(Saved entries):
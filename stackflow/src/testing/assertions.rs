//! Test assertions for deployment runs.

use crate::core::{ApplyKind, SkipReason, StackStatus};
use crate::orchestrator::DeploymentRun;

/// Asserts that a stack ended with the expected status.
pub fn assert_stack_status(run: &DeploymentRun, stack: &str, expected: StackStatus) {
    let actual = run.status_of(stack);
    assert_eq!(
        actual,
        Some(expected),
        "Expected stack '{stack}' to be {expected}, got {actual:?}"
    );
}

/// Asserts that a stack succeeded.
pub fn assert_succeeded(run: &DeploymentRun, stack: &str) {
    assert_stack_status(run, stack, StackStatus::Succeeded);
}

/// Asserts that a stack succeeded with the given outcome kind.
pub fn assert_apply_kind(run: &DeploymentRun, stack: &str, expected: ApplyKind) {
    assert_succeeded(run, stack);
    let actual = run.entry(stack).and_then(|e| e.apply_kind);
    assert_eq!(
        actual,
        Some(expected),
        "Expected stack '{stack}' to apply as {expected}, got {actual:?}"
    );
}

/// Asserts that a stack failed with the given error code.
pub fn assert_failed_with(run: &DeploymentRun, stack: &str, code: &str) {
    assert_stack_status(run, stack, StackStatus::Failed);
    let actual = run.entry(stack).and_then(|e| e.error.as_ref()).map(|e| e.code.as_str());
    assert_eq!(
        actual,
        Some(code),
        "Expected stack '{stack}' to fail with {code}, got {actual:?}"
    );
}

/// Asserts that a stack was skipped for the given reason.
pub fn assert_skipped(run: &DeploymentRun, stack: &str, reason: SkipReason) {
    assert_stack_status(run, stack, StackStatus::Skipped);
    let actual = run.entry(stack).and_then(|e| e.skip_reason);
    assert_eq!(
        actual,
        Some(reason),
        "Expected stack '{stack}' to be skipped as {reason}, got {actual:?}"
    );
}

(EXERCISE REQUIREMENTS): Wherever the string "crate" occurs in the data, copy the line that holds it.

(SOLUTION TO THIS EXERCISE):
use crate::core::{ApplyKind, SkipReason, StackStatus};
use crate::orchestrator::DeploymentRun;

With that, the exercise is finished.